Generally, we strive to keep this in the form of ‘If… then…’. More specifically,
‘If A happens to an independent variable, then B will happen to the dependent variable.’
There are some characteristics to a well-written statement:
- As mentioned, it’s an if-then statement;
- We can test the statement scientifically;
- It states both the independent and dependent variables.
First, we define the problem we are analyzing, and then we base our hypothesis statement on this problem.
It is crucial to remember that the underlying assumption can be about any parameter of the population, and it can either be true or not.

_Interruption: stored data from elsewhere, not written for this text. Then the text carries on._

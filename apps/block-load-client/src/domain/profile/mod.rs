//! Block Load Profile Types
//!
//! Records streamed back by the DLMS processor and the request that asks
//! for them. These types are transport-agnostic; the gRPC adapter converts
//! them to and from the wire schema.

use std::time::Duration;

use serde::Serialize;

use crate::domain::meter::MeterConfig;

// =============================================================================
// Records
// =============================================================================

/// One block load profile entry read from a meter.
#[derive(Debug, Clone, PartialEq, Default, Serialize)]
pub struct BlockLoadProfile {
    /// Meter clock timestamp for the block, as reported by the meter.
    pub date_time: String,
    /// Average voltage over the block (V).
    pub average_voltage: f64,
    /// Imported active energy for the block (Wh).
    pub block_energy_wh_import: f64,
    /// Imported apparent energy for the block (VAh).
    pub block_energy_vah_import: f64,
    /// Exported active energy for the block (Wh).
    pub block_energy_wh_export: f64,
    /// Exported apparent energy for the block (VAh).
    pub block_energy_vah_export: f64,
    /// Average current over the block (A).
    pub average_current: f64,
    /// Meter health indicator.
    pub meter_health_indicator: u8,
}

/// One streamed response: the originating meter and its profile entry.
#[derive(Debug, Clone, PartialEq, Serialize)]
pub struct ProfileRecord {
    /// Address of the meter that produced the entry.
    pub meter_ip: String,
    /// Measurement payload.
    pub profile: BlockLoadProfile,
}

impl ProfileRecord {
    /// Create a record.
    #[must_use]
    pub const fn new(meter_ip: String, profile: BlockLoadProfile) -> Self {
        Self { meter_ip, profile }
    }
}

// =============================================================================
// Requests
// =============================================================================

/// Default retry count forwarded to the processor.
pub const DEFAULT_RETRIES: u32 = 3;

/// Default meter connection timeout forwarded to the processor.
pub const DEFAULT_CONNECTION_TIMEOUT: Duration = Duration::from_secs(60);

/// Default delay between processor-side retries.
pub const DEFAULT_RETRY_DELAY: Duration = Duration::from_secs(5);

/// Call parameters interpreted by the remote processor.
///
/// The client never acts on these; they travel inside the request.
#[derive(Debug, Clone, Copy, PartialEq, Eq)]
pub struct RequestParams {
    /// Number of meter connection retries.
    pub retries: u32,
    /// Meter connection timeout (whole seconds on the wire).
    pub connection_timeout: Duration,
    /// Delay between retries (whole seconds on the wire).
    pub retry_delay: Duration,
}

impl Default for RequestParams {
    fn default() -> Self {
        Self {
            retries: DEFAULT_RETRIES,
            connection_timeout: DEFAULT_CONNECTION_TIMEOUT,
            retry_delay: DEFAULT_RETRY_DELAY,
        }
    }
}

/// A block load profile request.
#[derive(Debug, Clone, PartialEq, Eq)]
pub struct ProfileRequest {
    /// Meters to read.
    pub meters: Vec<MeterConfig>,
    /// Processor call parameters.
    pub params: RequestParams,
}

impl ProfileRequest {
    /// Create a request for a set of meters.
    #[must_use]
    pub const fn new(meters: Vec<MeterConfig>, params: RequestParams) -> Self {
        Self { meters, params }
    }

    /// Create a request for a single meter.
    #[must_use]
    pub fn for_meter(meter: MeterConfig, params: RequestParams) -> Self {
        Self::new(vec![meter], params)
    }
}

// =============================================================================
// Tests
// =============================================================================
//! Port Interfaces
//!
//! Defines the interfaces (ports) for external systems following
//! the Hexagonal Architecture pattern.
//!
//! ## Driven Ports (Outbound)
//!
//! - `ProfileStreamPort`: opens a block load profile stream against the
//!   remote processor.

use async_trait::async_trait;
use futures::stream::BoxStream;

use crate::domain::profile::{ProfileRecord, ProfileRequest};

/// Lazy, finite, non-restartable sequence of records. Normal completion is
/// the end of the stream; an `Err` item is terminal.
pub type ProfileStream = BoxStream<'static, Result<ProfileRecord, ClientError>>;

/// Errors surfaced by a profile stream.
#[derive(Debug, Clone, PartialEq, Eq, thiserror::Error)]
pub enum ClientError {
    /// Endpoint unreachable, or the call was rejected before the response
    /// stream opened.
    #[error("transport error: {message}")]
    Transport {
        /// Failure description.
        message: String,
    },
    /// The response stream ended with an error.
    #[error("stream error: {message}")]
    Stream {
        /// Failure description.
        message: String,
    },
    /// The client could not be configured (for example an unparseable
    /// endpoint address).
    #[error("invalid client configuration: {message}")]
    Configuration {
        /// Failure description.
        message: String,
    },
}

impl ClientError {
    /// Short label for logs and metrics.
    #[must_use]
    pub const fn kind(&self) -> &'static str {
        match self {
            Self::Transport { .. } => "transport",
            Self::Stream { .. } => "stream",
            Self::Configuration { .. } => "configuration",
        }
    }
}

/// Opens server-streaming block load profile calls.
///
/// Implementations open exactly one remote call per invocation, never retry,
/// and never buffer records beyond what the transport requires.
#[cfg_attr(test, mockall::automock)]
#[async_trait]
pub trait ProfileStreamPort: Send + Sync {
    /// Open a stream for `request`.
    ///
    /// # Errors
    ///
    /// Returns an error if the call cannot be established.
    async fn open(&self, request: ProfileRequest) -> Result<ProfileStream, ClientError>;
}

#[cfg(test)]
mod tests {
    use super::*;

    #[test]
    fn error_kind_labels() {
        let transport = ClientError::Transport {
            message: "connection refused".to_string(),
        };
        let stream = ClientError::Stream {
            message: "meter timeout".to_string(),
        };
        let config = ClientError::Configuration {
            message: "bad uri".to_string(),
        };

        assert_eq!(transport.kind(), "transport");
        assert_eq!(stream.kind(), "stream");
        assert_eq!(config.kind(), "configuration");
        assert_eq!(transport.to_string(), "transport error: connection refused");
    }
}
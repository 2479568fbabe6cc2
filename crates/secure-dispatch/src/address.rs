use crate::{participant::Contact, Error, Participant, Result};
use jid::Jid;
use std::fmt;

/// Canonical protocol address derived from a participant.
#[derive(Debug, Clone, PartialEq, Eq, Hash)]
pub struct ResolvedAddress {
    jid: Jid,
}

impl ResolvedAddress {
    pub fn new(jid: Jid) -> Self {
        Self { jid }
    }

    pub fn jid(&self) -> &Jid {
        &self.jid
    }

    /// Resource-qualified: pairwise lookups and capability checks are meaningful.
    pub fn is_full(&self) -> bool {
        self.jid.resource().is_some()
    }

    /// Missing its resource; provisional until the next resolution.
    pub fn is_bare(&self) -> bool {
        !self.is_full()
    }
}

impl fmt::Display for ResolvedAddress {
    fn fmt(&self, f: &mut fmt::Formatter<'_>) -> fmt::Result {
        fmt::Display::fmt(&self.jid, f)
    }
}

/// Turns participants into resolved addresses using their current presence.
#[derive(Debug, Clone, Copy, Default)]
pub struct AddressResolver;

impl AddressResolver {
    pub fn new() -> Self {
        Self
    }

    pub fn resolve(&self, participant: &Participant) -> Result<ResolvedAddress> {
        match participant {
            Participant::Individual(contact) => self.resolve_contact(contact),
            Participant::Group(group) => {
                // A room address is fixed; it never gains a resource.
                let jid = parse_jid(&group.address)?;
                Ok(ResolvedAddress::new(jid))
            }
        }
    }

    fn resolve_contact(&self, contact: &Contact) -> Result<ResolvedAddress> {
        let jid = parse_jid(&contact.address)?;
        if jid.resource().is_some() {
            return Ok(ResolvedAddress::new(jid));
        }

        let resource = non_empty(contact.resource.as_deref())
            .or_else(|| non_empty(contact.presence.resource.as_deref()));

        match resource {
            Some(resource) => {
                let full = format!("{}/{}", jid.to_bare(), resource);
                Ok(ResolvedAddress::new(parse_jid(&full)?))
            }
            None => Ok(ResolvedAddress::new(jid)),
        }
    }
}

fn parse_jid(address: &str) -> Result<Jid> {
    address
        .trim()
        .parse::<Jid>()
        .map_err(|e| Error::address(address, e))
}

fn non_empty(value: Option<&str>) -> Option<&str> {
    value.map(str::trim).filter(|v| !v.is_empty())
}

#[cfg(test)]
mod tests {
    use super::*;
    use crate::{ChatGroup, Presence};

    fn resolve(participant: impl Into<Participant>) -> Result<ResolvedAddress> {
        AddressResolver::new().resolve(&participant.into())
    }

    #[test]
    fn full_address_is_kept() {
        let resolved = resolve(Contact::new("bob@example.org/tablet")).unwrap();
        assert!(resolved.is_full());
        assert_eq!(resolved.to_string(), "bob@example.org/tablet");
    }

    #[test]
    fn explicit_resource_wins_over_presence() {
        let contact = Contact::new("bob@example.org")
            .with_resource("desk")
            .with_presence(Presence::online("phone"));
        let resolved = resolve(contact).unwrap();
        assert_eq!(resolved.to_string(), "bob@example.org/desk");
    }

    #[test]
    fn presence_resource_promotes_bare_address() {
        let contact = Contact::new("bob@example.org").with_presence(Presence::online("phone"));
        let resolved = resolve(contact).unwrap();
        assert!(resolved.is_full());
        assert_eq!(resolved.to_string(), "bob@example.org/phone");
    }

    #[test]
    fn no_resource_yields_provisional_bare_address() {
        let resolved = resolve(Contact::new("bob@example.org")).unwrap();
        assert!(resolved.is_bare());
        assert_eq!(resolved.to_string(), "bob@example.org");
    }

    #[test]
    fn empty_resource_is_ignored() {
        let contact = Contact::new("bob@example.org")
            .with_resource("  ")
            .with_presence(Presence::online(""));
        assert!(resolve(contact).unwrap().is_bare());
    }

    #[test]
    fn group_address_stays_bare() {
        let resolved = resolve(ChatGroup::new("room@conference.example.org")).unwrap();
        assert!(resolved.is_bare());
    }

    #[test]
    fn unparseable_address_is_an_address_error() {
        let err = resolve(Contact::new("bob@")).unwrap_err();
        assert!(matches!(err, Error::AddressFormat { ref address, .. } if address == "bob@"));
    }
}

What is Hypothesis Testing
The best way to evaluate a hypothesis would be to review the entire population of the data we are analyzing. However, this usually proves to be highly impractical, if not wholly impossible. Therefore, we typically assess only a randomly selected sample instead of the entire population.
And if the data within the sample is not consistent with our hypothesis, we can reject it.
When we perform statistical analysis, we test a hypothesis by evaluating a random sample of the entire population. Practically, we test two hypotheses:
- The null hypothesis (H0)
- The alternative hypothesis (HA)
The null hypothesis usually assumes equality in parameters of the population, like the mean of the population is equal to zero. The alternative hypothesis then will be the exact opposite – the mean does not equal zero.
The null and alternative hypotheses have to be mutually exclusive. Only one can be correct, but one of the two is always right.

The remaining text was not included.